▶ Problem
Using the data below, return the stretch from the line that contains "and single-document reads." through the line that contains "use std::collections::BTreeMap;", both included, exactly as it stands and nothing beyond it.

"""

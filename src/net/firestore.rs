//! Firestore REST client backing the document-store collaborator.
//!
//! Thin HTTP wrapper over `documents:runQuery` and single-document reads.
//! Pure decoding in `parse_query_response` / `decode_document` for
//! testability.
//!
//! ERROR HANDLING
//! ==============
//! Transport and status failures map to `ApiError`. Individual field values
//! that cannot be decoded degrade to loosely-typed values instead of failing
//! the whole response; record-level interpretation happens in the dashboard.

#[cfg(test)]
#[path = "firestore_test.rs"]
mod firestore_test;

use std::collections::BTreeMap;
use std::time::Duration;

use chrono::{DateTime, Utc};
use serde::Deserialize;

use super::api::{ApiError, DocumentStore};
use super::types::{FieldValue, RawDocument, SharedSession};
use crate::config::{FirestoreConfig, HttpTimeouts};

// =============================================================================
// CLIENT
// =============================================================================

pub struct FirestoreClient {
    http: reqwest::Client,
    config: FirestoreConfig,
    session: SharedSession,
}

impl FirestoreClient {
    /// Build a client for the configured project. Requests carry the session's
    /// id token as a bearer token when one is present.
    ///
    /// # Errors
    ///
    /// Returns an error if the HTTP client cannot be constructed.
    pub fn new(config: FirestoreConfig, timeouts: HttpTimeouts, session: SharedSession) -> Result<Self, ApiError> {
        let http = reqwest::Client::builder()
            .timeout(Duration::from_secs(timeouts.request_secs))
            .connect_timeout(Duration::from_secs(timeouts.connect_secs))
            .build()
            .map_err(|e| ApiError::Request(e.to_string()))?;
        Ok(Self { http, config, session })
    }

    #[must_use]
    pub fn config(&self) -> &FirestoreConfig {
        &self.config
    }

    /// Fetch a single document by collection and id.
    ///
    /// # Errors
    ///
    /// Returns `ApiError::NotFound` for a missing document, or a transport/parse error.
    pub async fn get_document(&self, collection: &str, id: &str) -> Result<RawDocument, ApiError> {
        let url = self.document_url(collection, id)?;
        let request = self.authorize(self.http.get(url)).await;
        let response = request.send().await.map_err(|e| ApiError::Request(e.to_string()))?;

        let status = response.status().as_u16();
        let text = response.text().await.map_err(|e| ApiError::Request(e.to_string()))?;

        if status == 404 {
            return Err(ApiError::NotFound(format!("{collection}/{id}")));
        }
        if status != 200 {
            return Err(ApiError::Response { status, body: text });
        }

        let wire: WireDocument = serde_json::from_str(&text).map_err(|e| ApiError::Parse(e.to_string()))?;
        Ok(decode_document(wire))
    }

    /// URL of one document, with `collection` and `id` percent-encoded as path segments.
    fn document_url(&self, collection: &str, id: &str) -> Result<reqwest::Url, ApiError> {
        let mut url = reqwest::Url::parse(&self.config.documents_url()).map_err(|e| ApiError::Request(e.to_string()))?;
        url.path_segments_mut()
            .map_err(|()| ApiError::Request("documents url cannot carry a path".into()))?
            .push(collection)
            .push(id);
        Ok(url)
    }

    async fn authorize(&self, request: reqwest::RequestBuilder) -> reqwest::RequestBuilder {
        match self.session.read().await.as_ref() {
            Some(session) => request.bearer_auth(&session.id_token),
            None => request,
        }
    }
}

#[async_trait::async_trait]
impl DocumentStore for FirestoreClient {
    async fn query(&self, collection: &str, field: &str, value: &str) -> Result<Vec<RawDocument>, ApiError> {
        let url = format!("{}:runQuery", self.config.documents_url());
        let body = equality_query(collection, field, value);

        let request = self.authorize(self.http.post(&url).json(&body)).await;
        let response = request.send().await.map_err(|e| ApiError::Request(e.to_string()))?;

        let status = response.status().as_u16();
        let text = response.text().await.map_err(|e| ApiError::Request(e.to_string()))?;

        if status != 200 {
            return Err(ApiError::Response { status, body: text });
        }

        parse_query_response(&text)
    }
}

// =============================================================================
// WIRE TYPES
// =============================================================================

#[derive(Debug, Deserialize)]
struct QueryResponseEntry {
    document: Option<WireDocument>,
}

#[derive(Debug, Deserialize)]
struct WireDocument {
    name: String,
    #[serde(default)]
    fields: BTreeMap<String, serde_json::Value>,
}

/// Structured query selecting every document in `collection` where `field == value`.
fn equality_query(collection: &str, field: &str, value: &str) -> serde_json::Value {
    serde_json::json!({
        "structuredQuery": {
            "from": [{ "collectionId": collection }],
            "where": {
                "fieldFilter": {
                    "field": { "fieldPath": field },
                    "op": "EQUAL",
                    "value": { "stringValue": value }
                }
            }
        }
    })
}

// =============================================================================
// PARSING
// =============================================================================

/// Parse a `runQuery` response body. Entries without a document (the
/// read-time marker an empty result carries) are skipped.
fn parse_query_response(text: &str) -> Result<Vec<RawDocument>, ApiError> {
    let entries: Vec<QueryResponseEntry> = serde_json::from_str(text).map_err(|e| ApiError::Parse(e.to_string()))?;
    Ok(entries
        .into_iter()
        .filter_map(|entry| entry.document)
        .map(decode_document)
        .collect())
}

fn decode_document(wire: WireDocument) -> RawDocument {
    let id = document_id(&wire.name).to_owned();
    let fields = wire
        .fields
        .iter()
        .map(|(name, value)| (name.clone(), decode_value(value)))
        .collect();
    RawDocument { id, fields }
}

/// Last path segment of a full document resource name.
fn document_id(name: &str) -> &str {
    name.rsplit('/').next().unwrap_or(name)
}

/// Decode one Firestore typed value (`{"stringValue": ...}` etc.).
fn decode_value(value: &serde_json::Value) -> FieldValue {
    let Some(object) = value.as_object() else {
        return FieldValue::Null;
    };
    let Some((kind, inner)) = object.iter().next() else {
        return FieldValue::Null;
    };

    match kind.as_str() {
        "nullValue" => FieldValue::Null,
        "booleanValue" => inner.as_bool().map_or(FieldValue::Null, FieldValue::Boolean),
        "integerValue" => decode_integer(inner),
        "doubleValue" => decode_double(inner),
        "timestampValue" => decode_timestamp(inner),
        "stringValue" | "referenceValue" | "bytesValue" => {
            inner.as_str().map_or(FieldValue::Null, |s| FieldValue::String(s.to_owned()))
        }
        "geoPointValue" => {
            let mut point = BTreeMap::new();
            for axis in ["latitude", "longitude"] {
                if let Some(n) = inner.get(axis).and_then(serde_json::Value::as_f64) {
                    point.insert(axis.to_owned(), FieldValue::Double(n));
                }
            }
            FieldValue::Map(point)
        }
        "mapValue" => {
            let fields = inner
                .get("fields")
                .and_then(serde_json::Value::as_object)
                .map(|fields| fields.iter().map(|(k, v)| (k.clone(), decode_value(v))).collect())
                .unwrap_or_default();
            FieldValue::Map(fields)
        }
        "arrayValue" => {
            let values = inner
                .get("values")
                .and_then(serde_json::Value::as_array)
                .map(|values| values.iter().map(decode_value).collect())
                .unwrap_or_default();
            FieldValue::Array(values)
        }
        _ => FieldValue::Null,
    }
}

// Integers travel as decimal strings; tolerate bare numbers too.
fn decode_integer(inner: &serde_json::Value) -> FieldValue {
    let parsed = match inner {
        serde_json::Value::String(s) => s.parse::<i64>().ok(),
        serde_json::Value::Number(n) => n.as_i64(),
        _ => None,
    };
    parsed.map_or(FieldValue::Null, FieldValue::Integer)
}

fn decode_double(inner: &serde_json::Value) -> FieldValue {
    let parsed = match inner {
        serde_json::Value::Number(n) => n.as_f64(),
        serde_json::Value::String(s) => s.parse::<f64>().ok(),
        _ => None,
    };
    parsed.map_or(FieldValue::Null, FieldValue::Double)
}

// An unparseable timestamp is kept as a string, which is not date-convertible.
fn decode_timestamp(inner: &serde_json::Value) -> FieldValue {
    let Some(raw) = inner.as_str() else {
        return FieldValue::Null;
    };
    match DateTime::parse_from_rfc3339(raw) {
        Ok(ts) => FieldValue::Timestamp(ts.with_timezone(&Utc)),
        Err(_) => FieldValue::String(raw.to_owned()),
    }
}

"""
"""

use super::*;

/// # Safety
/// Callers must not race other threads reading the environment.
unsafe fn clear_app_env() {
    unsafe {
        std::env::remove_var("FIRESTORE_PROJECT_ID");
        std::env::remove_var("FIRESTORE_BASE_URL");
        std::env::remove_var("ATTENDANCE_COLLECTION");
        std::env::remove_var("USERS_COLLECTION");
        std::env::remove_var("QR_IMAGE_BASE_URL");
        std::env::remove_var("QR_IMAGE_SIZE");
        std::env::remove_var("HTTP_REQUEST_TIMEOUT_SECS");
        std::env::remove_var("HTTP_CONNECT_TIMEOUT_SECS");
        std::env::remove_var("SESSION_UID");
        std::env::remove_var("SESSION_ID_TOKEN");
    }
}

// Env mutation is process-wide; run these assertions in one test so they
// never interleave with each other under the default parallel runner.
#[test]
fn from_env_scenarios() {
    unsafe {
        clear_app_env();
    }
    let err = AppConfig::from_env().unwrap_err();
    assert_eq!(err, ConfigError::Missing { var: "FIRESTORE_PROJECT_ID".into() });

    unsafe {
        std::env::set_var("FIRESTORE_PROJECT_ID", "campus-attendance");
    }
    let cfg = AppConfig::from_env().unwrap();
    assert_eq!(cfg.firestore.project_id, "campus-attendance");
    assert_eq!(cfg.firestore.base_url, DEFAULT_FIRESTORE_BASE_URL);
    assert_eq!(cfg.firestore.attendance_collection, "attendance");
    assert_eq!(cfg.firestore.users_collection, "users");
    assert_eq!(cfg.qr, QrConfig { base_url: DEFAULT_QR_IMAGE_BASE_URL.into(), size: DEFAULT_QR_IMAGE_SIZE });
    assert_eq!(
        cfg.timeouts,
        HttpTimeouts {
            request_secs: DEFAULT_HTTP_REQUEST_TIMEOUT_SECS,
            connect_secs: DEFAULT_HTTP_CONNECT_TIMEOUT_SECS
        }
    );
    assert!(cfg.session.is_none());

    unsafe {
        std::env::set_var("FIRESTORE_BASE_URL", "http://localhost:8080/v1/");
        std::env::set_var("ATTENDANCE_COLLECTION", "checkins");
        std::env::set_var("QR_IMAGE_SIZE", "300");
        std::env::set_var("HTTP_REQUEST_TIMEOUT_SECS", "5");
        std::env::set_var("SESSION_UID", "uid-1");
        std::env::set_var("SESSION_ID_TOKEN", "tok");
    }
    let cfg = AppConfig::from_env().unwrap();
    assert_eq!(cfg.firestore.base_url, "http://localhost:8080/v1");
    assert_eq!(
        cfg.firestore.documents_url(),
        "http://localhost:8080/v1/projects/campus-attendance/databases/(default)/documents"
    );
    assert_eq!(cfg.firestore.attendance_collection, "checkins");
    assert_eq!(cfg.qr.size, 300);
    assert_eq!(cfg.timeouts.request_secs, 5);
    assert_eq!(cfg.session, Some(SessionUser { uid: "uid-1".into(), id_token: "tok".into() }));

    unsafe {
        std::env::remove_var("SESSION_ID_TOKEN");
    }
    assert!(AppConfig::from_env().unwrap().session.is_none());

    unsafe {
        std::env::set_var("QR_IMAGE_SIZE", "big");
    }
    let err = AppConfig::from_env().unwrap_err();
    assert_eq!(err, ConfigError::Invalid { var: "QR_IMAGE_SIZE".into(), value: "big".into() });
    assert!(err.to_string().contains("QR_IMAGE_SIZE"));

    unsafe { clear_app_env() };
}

"""

▶ Response box
//! Thin HTTP wrapper over `documents:runQuery` and single-document reads.
//! Pure decoding in `parse_query_response` / `decode_document` for
//! testability.
//!
//! ERROR HANDLING
//! ==============
//! Transport and status failures map to `ApiError`. Individual field values
//! that cannot be decoded degrade to loosely-typed values instead of failing
//! the whole response; record-level interpretation happens in the dashboard.

#[cfg(test)]
#[path = "firestore_test.rs"]
mod firestore_test;

use std::collections::BTreeMap;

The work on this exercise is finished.